A limitation of our study is that we performed echocardiography at a single timepoint, and are at risk of underestimating the prevalence of RVD. Given that imaging occurred at different timepoints during different patients’ disease, we adjusted for time from intubation to echocardiography in multivariate analysis. We suggest that the fact echocardiography was obtained at different timepoints gives a broader representation of the effects that phase of disease has upon RV function. A second limitation is that we do not have information on chronic pulmonary arterial hypertension (PAH) or chronic RVD, which could represent a confounder (few patients in our study had previous echocardiography imaging or invasive measurement of pulmonary pressures). Our patient population included patients with chronic obstructive pulmonary disease (COPD), who may be at risk of chronic PAH/RVD; however, given that only 7.4% of patients had COPD (with equal distribution across normal and abnormal RVFWLS groups), we feel it is likely that any confounding effect would likely be small. A third limitation is that we did not measure LV-STE, a natural comparator for RV-STE. However, given that LV-STE requires a more advanced echocardiography image set, it was not feasible nor within the aims of this ICU clinician delivered study. In addition, given the focussed echocardiography image set, we were unable to include measures of pulmonary afterload, limiting our ability to elucidate the haemodynamic mechanisms underlying observed RVD. Finally, any associations identified between abnormal RVFWLS and possible causative mechanisms are at risk of type-1 error and should be viewed as exploratory only.

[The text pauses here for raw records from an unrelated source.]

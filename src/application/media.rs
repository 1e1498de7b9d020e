//! Media uploads and the cleanup of media owned by deleted posts.

use std::sync::Arc;

use async_trait::async_trait;
use ripple_events::PostDeleted;
use serde::Serialize;
use thiserror::Error;
use time::OffsetDateTime;
use tracing::{info, instrument, warn};
use uuid::Uuid;

use crate::application::error::{AppError, HandlerError};
use crate::application::repos::MediaRepo;
use crate::broker::EventHandler;
use crate::domain::entities::MediaRecord;

const MAX_EXTENSION_LEN: usize = 8;

#[derive(Debug, Error)]
pub enum ObjectStoreError {
    #[error("invalid object key `{0}`")]
    InvalidKey(String),
    #[error(transparent)]
    Io(#[from] std::io::Error),
    #[error("object store error: {0}")]
    Backend(String),
}

/// Blob storage holding the media bytes.
#[async_trait]
pub trait ObjectStore: Send + Sync {
    /// Store `bytes` under `public_id`, replacing any previous object.
    async fn put_object(&self, public_id: &str, bytes: &[u8]) -> Result<(), ObjectStoreError>;

    /// Public URL of the object stored under `public_id`.
    fn object_url(&self, public_id: &str) -> String;

    /// Remove the object stored under `public_id`. A missing object is not an
    /// error.
    async fn delete_object(&self, public_id: &str) -> Result<(), ObjectStoreError>;
}

/// One file received by the upload endpoint.
#[derive(Debug, Clone)]
pub struct MediaUpload {
    pub original_name: String,
    pub mime_type: String,
    pub bytes: Vec<u8>,
}

/// Stores uploaded files and records them for later cleanup.
pub struct MediaUploadService {
    media: Arc<dyn MediaRepo>,
    objects: Arc<dyn ObjectStore>,
}

impl MediaUploadService {
    pub fn new(media: Arc<dyn MediaRepo>, objects: Arc<dyn ObjectStore>) -> Self {
        Self { media, objects }
    }

    /// Write the object, then its record. A failed record write removes the
    /// object again so nothing is left that cleanup could never find.
    #[instrument(skip(self, upload), fields(original_name = %upload.original_name))]
    pub async fn upload(&self, user_id: &str, upload: MediaUpload) -> Result<MediaRecord, AppError> {
        if upload.bytes.is_empty() {
            return Err(AppError::validation("Uploaded file is empty"));
        }

        let id = Uuid::new_v4();
        let public_id = match file_extension(&upload.original_name) {
            Some(extension) => format!("{id}.{extension}"),
            None => id.to_string(),
        };
        self.objects.put_object(&public_id, &upload.bytes).await?;

        let record = MediaRecord {
            id,
            url: self.objects.object_url(&public_id),
            public_id,
            original_name: upload.original_name,
            mime_type: upload.mime_type,
            user_id: user_id.to_string(),
            created_at: OffsetDateTime::now_utc(),
        };

        if let Err(err) = self.media.insert_media(&record).await {
            if let Err(cleanup) = self.objects.delete_object(&record.public_id).await {
                warn!(
                    public_id = %record.public_id,
                    error = %cleanup,
                    "Failed to remove object after its record was rejected"
                );
            }
            return Err(err.into());
        }

        info!(
            media_id = %record.id,
            public_id = %record.public_id,
            mime_type = %record.mime_type,
            size = upload.bytes.len(),
            "Media uploaded"
        );
        Ok(record)
    }
}

/// Lower-cased alphanumeric extension of an uploaded file name.
fn file_extension(name: &str) -> Option<String> {
    let (stem, extension) = name.rsplit_once('.')?;
    let valid = !stem.is_empty()
        && !extension.is_empty()
        && extension.len() <= MAX_EXTENSION_LEN
        && extension.chars().all(|c| c.is_ascii_alphanumeric());
    valid.then(|| extension.to_ascii_lowercase())
}

#[derive(Debug, Clone, PartialEq, Eq, Serialize)]
pub struct MediaFailure {
    pub media_id: Uuid,
    pub error: String,
}

/// Per-item outcome of one cleanup pass.
#[derive(Debug, Clone, Default, PartialEq, Eq, Serialize)]
pub struct MediaDeletionReport {
    /// Object and record both removed.
    pub succeeded: Vec<Uuid>,
    pub failed: Vec<MediaFailure>,
    /// Already gone, or owned by someone other than the post author.
    pub skipped: Vec<Uuid>,
}

impl MediaDeletionReport {
    pub fn is_complete(&self) -> bool {
        self.failed.is_empty()
    }
}

pub struct MediaCleanup {
    media: Arc<dyn MediaRepo>,
    objects: Arc<dyn ObjectStore>,
}

impl MediaCleanup {
    pub fn new(media: Arc<dyn MediaRepo>, objects: Arc<dyn ObjectStore>) -> Self {
        Self { media, objects }
    }

    /// Delete every media item listed on the event, one at a time.
    ///
    /// The stored object goes first; its record is removed only afterwards, so
    /// a failed item is still found when the event is redelivered.
    pub async fn delete_post_media(&self, event: &PostDeleted) -> MediaDeletionReport {
        let mut report = MediaDeletionReport::default();

        for &media_id in &event.media_ids {
            match self.delete_one(media_id, &event.user_id).await {
                Ok(true) => report.succeeded.push(media_id),
                Ok(false) => report.skipped.push(media_id),
                Err(error) => {
                    warn!(
                        post_id = %event.post_id,
                        media_id = %media_id,
                        error = %error,
                        "Media deletion failed"
                    );
                    report.failed.push(MediaFailure { media_id, error });
                }
            }
        }

        info!(
            post_id = %event.post_id,
            user_id = %event.user_id,
            succeeded = report.succeeded.len(),
            failed = report.failed.len(),
            skipped = report.skipped.len(),
            "Processed media deletion for post"
        );
        report
    }

    async fn delete_one(&self, media_id: Uuid, author: &str) -> Result<bool, String> {
        let Some(record) = self
            .media
            .find_media(media_id)
            .await
            .map_err(|err| err.to_string())?
        else {
            return Ok(false);
        };

        if record.user_id != author {
            warn!(
                media_id = %media_id,
                owner = %record.user_id,
                author,
                "Skipping media not owned by the post author"
            );
            return Ok(false);
        }

        self.objects
            .delete_object(&record.public_id)
            .await
            .map_err(|err| err.to_string())?;
        self.media
            .delete_media(media_id)
            .await
            .map_err(|err| err.to_string())?;

        info!(media_id = %media_id, public_id = %record.public_id, "Media deleted");
        Ok(true)
    }
}

#[async_trait]
impl EventHandler<PostDeleted> for MediaCleanup {
    fn name(&self) -> &'static str {
        "media_cleanup"
    }

    async fn handle(&self, event: &PostDeleted) -> Result<(), HandlerError> {
        let report = self.delete_post_media(event).await;
        if report.is_complete() {
            Ok(())
        } else {
            Err(HandlerError::MediaCleanup(report))
        }
    }
}

#[cfg(test)]
mod tests {
    use std::collections::HashSet;
    use std::sync::Mutex;

    use time::OffsetDateTime;

    use super::*;
    use crate::application::repos::RepoError;
    use crate::infra::memory::InMemoryRepositories;

    /// Object store that fails for chosen keys and records deletions.
    #[derive(Default)]
    struct RecordingObjects {
        failing: Mutex<HashSet<String>>,
        stored: Mutex<Vec<String>>,
        deleted: Mutex<Vec<String>>,
    }

    #[async_trait]
    impl ObjectStore for RecordingObjects {
        async fn put_object(&self, public_id: &str, _bytes: &[u8]) -> Result<(), ObjectStoreError> {
            if self.failing.lock().expect("failing lock").contains(public_id) {
                return Err(ObjectStoreError::Backend("unavailable".to_string()));
            }
            self.stored
                .lock()
                .expect("stored lock")
                .push(public_id.to_string());
            Ok(())
        }

        fn object_url(&self, public_id: &str) -> String {
            format!("/media/{public_id}")
        }

        async fn delete_object(&self, public_id: &str) -> Result<(), ObjectStoreError> {
            if self.failing.lock().expect("failing lock").contains(public_id) {
                return Err(ObjectStoreError::Backend("unavailable".to_string()));
            }
            self.deleted
                .lock()
                .expect("deleted lock")
                .push(public_id.to_string());
            Ok(())
        }
    }

    fn media(id: Uuid, owner: &str) -> MediaRecord {
        MediaRecord {
            id,
            public_id: format!("obj-{id}"),
            original_name: "photo.png".to_string(),
            mime_type: "image/png".to_string(),
            user_id: owner.to_string(),
            url: format!("/media/obj-{id}"),
            created_at: OffsetDateTime::now_utc(),
        }
    }

    fn deleted(ids: &[Uuid]) -> PostDeleted {
        PostDeleted {
            post_id: Uuid::new_v4(),
            user_id: "alice".to_string(),
            media_ids: ids.to_vec(),
        }
    }

    #[tokio::test]
    async fn retry_only_touches_failed_items() {
        let repos = Arc::new(InMemoryRepositories::new());
        let objects = Arc::new(RecordingObjects::default());
        let (a, b) = (Uuid::new_v4(), Uuid::new_v4());
        repos.insert_media(&media(a, "alice")).await.expect("insert");
        repos.insert_media(&media(b, "alice")).await.expect("insert");
        objects
            .failing
            .lock()
            .expect("failing lock")
            .insert(format!("obj-{b}"));

        let cleanup = MediaCleanup::new(repos.clone(), objects.clone());
        let event = deleted(&[a, b]);

        let err = cleanup.handle(&event).await.expect_err("b fails");
        match err {
            HandlerError::MediaCleanup(report) => {
                assert_eq!(report.succeeded, vec![a]);
                assert_eq!(report.failed.len(), 1);
                assert_eq!(report.failed[0].media_id, b);
            }
            other => panic!("unexpected error {other:?}"),
        }
        assert!(repos.find_media(b).await.expect("find").is_some());

        objects.failing.lock().expect("failing lock").clear();
        cleanup.handle(&event).await.expect("retry succeeds");

        let deleted = objects.deleted.lock().expect("deleted lock").clone();
        assert_eq!(deleted, vec![format!("obj-{a}"), format!("obj-{b}")]);
        assert!(repos.find_media(b).await.expect("find").is_none());
    }

    #[tokio::test]
    async fn foreign_and_missing_media_are_skipped() {
        let repos = Arc::new(InMemoryRepositories::new());
        let objects = Arc::new(RecordingObjects::default());
        let foreign = Uuid::new_v4();
        repos
            .insert_media(&media(foreign, "mallory"))
            .await
            .expect("insert");

        let cleanup = MediaCleanup::new(repos.clone(), objects.clone());
        let report = cleanup
            .delete_post_media(&deleted(&[foreign, Uuid::new_v4()]))
            .await;

        assert!(report.is_complete());
        assert!(report.succeeded.is_empty());
        assert_eq!(report.skipped.len(), 2);
        assert!(repos.find_media(foreign).await.expect("find").is_some());
    }

    /// Media repository that rejects every insert.
    struct RejectingMedia;

    #[async_trait]
    impl MediaRepo for RejectingMedia {
        async fn insert_media(&self, _record: &MediaRecord) -> Result<(), RepoError> {
            Err(RepoError::Timeout)
        }
        async fn find_media(&self, _id: Uuid) -> Result<Option<MediaRecord>, RepoError> {
            Ok(None)
        }
        async fn delete_media(&self, _id: Uuid) -> Result<bool, RepoError> {
            Ok(false)
        }
    }

    fn upload(name: &str, bytes: &[u8]) -> MediaUpload {
        MediaUpload {
            original_name: name.to_string(),
            mime_type: "image/png".to_string(),
            bytes: bytes.to_vec(),
        }
    }

    #[tokio::test]
    async fn upload_stores_object_and_record() {
        let repos = Arc::new(InMemoryRepositories::new());
        let objects = Arc::new(RecordingObjects::default());
        let service = MediaUploadService::new(repos.clone(), objects.clone());

        let record = service
            .upload("alice", upload("Holiday.PNG", b"png"))
            .await
            .expect("upload");

        assert_eq!(record.public_id, format!("{}.png", record.id));
        assert_eq!(record.url, format!("/media/{}", record.public_id));
        assert_eq!(record.user_id, "alice");
        assert_eq!(
            repos.find_media(record.id).await.expect("find"),
            Some(record.clone())
        );
        assert_eq!(
            *objects.stored.lock().expect("stored lock"),
            vec![record.public_id]
        );
    }

    #[tokio::test]
    async fn empty_upload_is_rejected() {
        let repos = Arc::new(InMemoryRepositories::new());
        let objects = Arc::new(RecordingObjects::default());
        let service = MediaUploadService::new(repos.clone(), objects.clone());

        let err = service
            .upload("alice", upload("empty.png", b""))
            .await
            .expect_err("empty");
        assert!(matches!(err, AppError::Validation(_)));
        assert!(objects.stored.lock().expect("stored lock").is_empty());
        assert_eq!(repos.media_count(), 0);
    }

    #[tokio::test]
    async fn rejected_record_removes_the_object() {
        let objects = Arc::new(RecordingObjects::default());
        let service = MediaUploadService::new(Arc::new(RejectingMedia), objects.clone());

        let err = service
            .upload("alice", upload("photo.png", b"png"))
            .await
            .expect_err("insert fails");
        assert!(matches!(err, AppError::Repo(RepoError::Timeout)));

        let stored = objects.stored.lock().expect("stored lock").clone();
        let deleted = objects.deleted.lock().expect("deleted lock").clone();
        assert_eq!(stored, deleted);
    }

    #[test]
    fn extensions_are_normalised_or_dropped() {
        assert_eq!(file_extension("a.JPG").as_deref(), Some("jpg"));
        assert_eq!(file_extension("archive.tar.gz").as_deref(), Some("gz"));
        assert_eq!(file_extension("noext"), None);
        assert_eq!(file_extension(".hidden"), None);
        assert_eq!(file_extension("evil.p/ng"), None);
        assert_eq!(file_extension("long.abcdefghij"), None);
    }
}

We report the novel finding that abnormal RVFWLS is independently associated with 30-day mortality in patients with COVID-19 requiring IMV. RVFWLS is highly feasible in this population, and can be analysed from images acquired by ICU clinicians who are both expert and non-expert echocardiographers, suggesting this technology may have utility in both COVID and non-COVID patients with severe respiratory failure requiring IMV. We have shown that RVD can manifest in a covert fashion in this cohort, a high degree of suspicion with systematic echocardiography to screen for RVD is advised. Preventive strategies, and early identification of RVD by RVFWLS analysis with prompt treatment, may be of therapeutic benefit in these patients.